Should the controversial end of combustion engines really come about, it would hit the suppliers in Germany harder than the vehicle manufacturers. Because they have now all committed to battery technology as the future drive. Mercedes, for example, wants to be able to only deliver electric cars by 2030, even the sports car manufacturer Porsche plans to use more than 80 percent battery cars by the end of this decade.

In the case of suppliers, on the other hand, the change from pistons, gears and the like to the battery hits harder. Significantly fewer parts are required for electric drives – and for what is still needed, the competition from Asia is significantly greater. Some small suppliers have built their entire business model on parts for the combustion engine. It’s very difficult to convert all of this, including to more software, which then requires different expert knowledge. It would certainly be a small straw if, thanks to an exception for e-fuels, for synthetic climate-neutral fuels, one could continue to deal with engines.

There are far too few plants for e-fuels

Especially since the automotive industry is largely in agreement that e-fuels are needed to achieve the climate targets. However, this calculation is not about new cars, but about the many millions of existing vehicles with combustion engines that will continue to exist after 2035. And a combustion engine drives with e-fuels less polluting than with petrol or diesel.

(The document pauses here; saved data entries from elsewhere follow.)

//! Pattern-driven Hebbian training for the living graph.
//!
//! Every tick reads an immutable snapshot of the previous activations, computes
//! all new activations and weights into a write buffer, and only then commits.
//! The result does not depend on the order neurons are stored in.

use crate::lifecycle::{calculate_health, update_connection_weight};
use neuroplay_data::{sigmoid, LiveConnection, LiveNeuron, NeuronType};
use std::collections::HashMap;
use uuid::Uuid;

/// Default learning rate for the correlation-driven weight update.
pub const DEFAULT_LEARNING_RATE: f32 = 0.05;

struct NeuronWrite {
    index: usize,
    activation: f32,
}

struct ConnectionWrite {
    index: usize,
    weight: f32,
    source_activation: f32,
}

/// Sets input-neuron activations from `pattern`, in storage order.
///
/// Values are clamped to `[0, 1]`; inputs beyond the pattern keep their value.
pub fn apply_pattern(neurons: &mut [LiveNeuron], pattern: &[f32]) {
    let inputs = neurons
        .iter_mut()
        .filter(|n| n.neuron_type == NeuronType::Input);
    for (neuron, &value) in inputs.zip(pattern) {
        neuron.activation = value.clamp(0.0, 1.0);
    }
}

/// Runs one simultaneous Hebbian update over all non-input neurons.
///
/// Each neuron with at least one incoming connection receives
/// `sigmoid(sum(source * weight))`; every incoming weight moves by
/// `source * new_activation * learning_rate`. Neurons without incoming
/// connections are left untouched. Returns the number of neurons updated.
pub fn hebbian_step(
    neurons: &mut [LiveNeuron],
    connections: &mut [LiveConnection],
    learning_rate: f32,
) -> usize {
    let snapshot: HashMap<Uuid, f32> = neurons.iter().map(|n| (n.id, n.activation)).collect();

    let mut incoming: HashMap<Uuid, Vec<usize>> = HashMap::new();
    for (idx, connection) in connections.iter().enumerate() {
        if snapshot.contains_key(&connection.from) {
            incoming.entry(connection.to).or_default().push(idx);
        }
    }

    let mut neuron_writes = Vec::new();
    let mut connection_writes = Vec::new();

    for (index, neuron) in neurons.iter().enumerate() {
        if neuron.neuron_type == NeuronType::Input {
            continue;
        }
        let Some(edges) = incoming.get(&neuron.id) else {
            continue;
        };

        let sum: f32 = edges
            .iter()
            .map(|&idx| snapshot[&connections[idx].from] * connections[idx].weight)
            .sum();
        let activation = sigmoid(f64::from(sum)) as f32;

        for &idx in edges {
            let connection = &connections[idx];
            let source_activation = snapshot[&connection.from];
            let correlation = source_activation * activation;
            connection_writes.push(ConnectionWrite {
                index: idx,
                weight: update_connection_weight(connection, correlation, learning_rate),
                source_activation,
            });
        }
        neuron_writes.push(NeuronWrite { index, activation });
    }

    for write in &connection_writes {
        let connection = &mut connections[write.index];
        connection.weight = write.weight;
        connection.strength = write.weight.abs();
        connection.last_activation = write.source_activation;
    }
    for write in &neuron_writes {
        let neuron = &mut neurons[write.index];
        neuron.activation = write.activation.clamp(0.0, 1.0);
        neuron.training_count += 1;
        neuron.health = calculate_health(neuron);
    }

    tracing::trace!(
        neurons = neuron_writes.len(),
        connections = connection_writes.len(),
        "Hebbian step committed"
    );
    neuron_writes.len()
}

#[cfg(test)]
mod tests {
    use super::*;
    use crate::lifecycle::{create_connection_with_rng, create_neuron_with_rng};
    use neuroplay_data::Vec3;
    use rand::SeedableRng;
    use rand_chacha::ChaCha8Rng;

    /// Two inputs feeding a hidden neuron that feeds an output neuron.
    fn chain() -> (Vec<LiveNeuron>, Vec<LiveConnection>) {
        let mut rng = ChaCha8Rng::seed_from_u64(21);
        let a = create_neuron_with_rng(Vec3::default(), NeuronType::Input, &mut rng);
        let b = create_neuron_with_rng(Vec3::default(), NeuronType::Input, &mut rng);
        let h = create_neuron_with_rng(Vec3::default(), NeuronType::Hidden, &mut rng);
        let o = create_neuron_with_rng(Vec3::default(), NeuronType::Output, &mut rng);
        let mut connections = vec![
            create_connection_with_rng(a.id, h.id, &mut rng),
            create_connection_with_rng(b.id, h.id, &mut rng),
            create_connection_with_rng(h.id, o.id, &mut rng),
        ];
        connections[0].weight = 0.5;
        connections[1].weight = -0.25;
        connections[2].weight = 0.8;
        (vec![a, b, h, o], connections)
    }

    #[test]
    fn test_apply_pattern_sets_inputs_only() {
        let (mut neurons, _) = chain();
        apply_pattern(&mut neurons, &[0.9, 1.7, 0.3]);
        assert_eq!(neurons[0].activation, 0.9);
        assert_eq!(neurons[1].activation, 1.0);
        assert_eq!(neurons[2].activation, 0.0);
    }

    #[test]
    fn test_step_reads_previous_tick() {
        let (mut neurons, mut connections) = chain();
        apply_pattern(&mut neurons, &[1.0, 1.0]);
        neurons[2].activation = 0.2;

        let updated = hebbian_step(&mut neurons, &mut connections, 0.1);
        assert_eq!(updated, 2);

        let hidden = sigmoid(0.25) as f32;
        assert!((neurons[2].activation - hidden).abs() < 1e-6);
        // The output sees the hidden activation from before this tick.
        let output = sigmoid(f64::from(0.2f32 * 0.8)) as f32;
        assert!((neurons[3].activation - output).abs() < 1e-6);

        let expected = (0.5 + 1.0 * hidden * 0.1).clamp(-1.0, 1.0);
        assert!((connections[0].weight - expected).abs() < 1e-6);
        assert_eq!(connections[0].strength, connections[0].weight.abs());
        assert_eq!(connections[2].last_activation, 0.2);
    }

    #[test]
    fn test_step_increments_training_and_keeps_inputs() {
        let (mut neurons, mut connections) = chain();
        apply_pattern(&mut neurons, &[0.4, 0.6]);
        hebbian_step(&mut neurons, &mut connections, 0.1);
        assert_eq!(neurons[0].training_count, 0);
        assert_eq!(neurons[0].activation, 0.4);
        assert_eq!(neurons[2].training_count, 1);
        assert!(neurons[2].health <= 1.0);
    }

    #[test]
    fn test_step_is_order_independent() {
        let (mut forward, mut forward_connections) = chain();
        apply_pattern(&mut forward, &[0.7, 0.1]);
        let mut reversed = forward.clone();
        reversed.reverse();
        let mut reversed_connections = forward_connections.clone();

        for _ in 0..5 {
            hebbian_step(&mut forward, &mut forward_connections, 0.1);
            hebbian_step(&mut reversed, &mut reversed_connections, 0.1);
        }

        for neuron in &forward {
            let twin = reversed.iter().find(|n| n.id == neuron.id).unwrap();
            assert_eq!(neuron.activation, twin.activation);
        }
        assert_eq!(forward_connections, reversed_connections);
    }

    #[test]
    fn test_weights_stay_clamped() {
        let (mut neurons, mut connections) = chain();
        apply_pattern(&mut neurons, &[1.0, 1.0]);
        for _ in 0..200 {
            hebbian_step(&mut neurons, &mut connections, 0.5);
        }
        for c in &connections {
            assert!((-1.0..=1.0).contains(&c.weight));
        }
    }

    mod properties {
        use super::*;
        use proptest::prelude::*;

        proptest! {
            #![proptest_config(ProptestConfig::with_cases(64))]

            #[test]
            fn test_step_keeps_state_in_range(
                pattern in prop::collection::vec(-2.0f32..2.0, 0..4),
                weights in prop::array::uniform3(-1.0f32..=1.0),
                learning_rate in 0.0f32..2.0,
                ticks in 1usize..30,
            ) {
                let (mut neurons, mut connections) = chain();
                for (connection, weight) in connections.iter_mut().zip(weights) {
                    connection.weight = weight;
                }
                let mut previous_health: Vec<f32> = neurons.iter().map(|n| n.health).collect();

                for _ in 0..ticks {
                    apply_pattern(&mut neurons, &pattern);
                    hebbian_step(&mut neurons, &mut connections, learning_rate);

                    for connection in &connections {
                        prop_assert!((-1.0..=1.0).contains(&connection.weight));
                        prop_assert_eq!(connection.strength, connection.weight.abs());
                    }
                    for (neuron, previous) in neurons.iter().zip(&previous_health) {
                        prop_assert!((0.0..=1.0).contains(&neuron.activation));
                        prop_assert!(neuron.health <= *previous);
                    }
                    previous_health = neurons.iter().map(|n| n.health).collect();
                }
            }
        }
    }
}
//! Error types for the network and living-graph engines.

use thiserror::Error;
use uuid::Uuid;

/// Main error type for engine operations.
#[derive(Error, Debug, Clone, PartialEq)]
pub enum EngineError {
    /// Bad layer sizes or hyperparameters at construction time
    #[error("Invalid configuration: {0}")]
    InvalidConfiguration(String),

    /// Input vector width does not match the input layer
    #[error("Dimension mismatch: expected {expected} inputs, got {actual}")]
    DimensionMismatch { expected: usize, actual: usize },

    /// Backward pass requested without a preceding forward pass
    #[error("Stale state: backward called without a preceding forward pass")]
    StaleState,

    /// Graph operation referencing a neuron that is not in the collection
    #[error("Unknown neuron: {0}")]
    UnknownNeuron(Uuid),
}

/// Result type alias for engine operations.
pub type Result<T> = std::result::Result<T, EngineError>;

impl EngineError {
    /// Creates a new invalid configuration error.
    #[must_use]
    pub fn invalid_configuration<S: Into<String>>(msg: S) -> Self {
        Self::InvalidConfiguration(msg.into())
    }
}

However, some in the industry fear that a complete phasing out of combustion engines without exceptions for e-fuels would destroy the incentive to invest in plants for these synthetic fuels at all. Such a ban “has something populist about it,” says one from the auto industry. Investments would be sorely needed: chemical plants produce the e-fuels from hydrogen and CO₂, with high power consumption, but climate-neutral if green electricity is used. But there are far too few of these systems. With a view to the current plans, even the fuel industry assumes that e-fuels will only be able to cover three percent of the demand in Europe in 2035.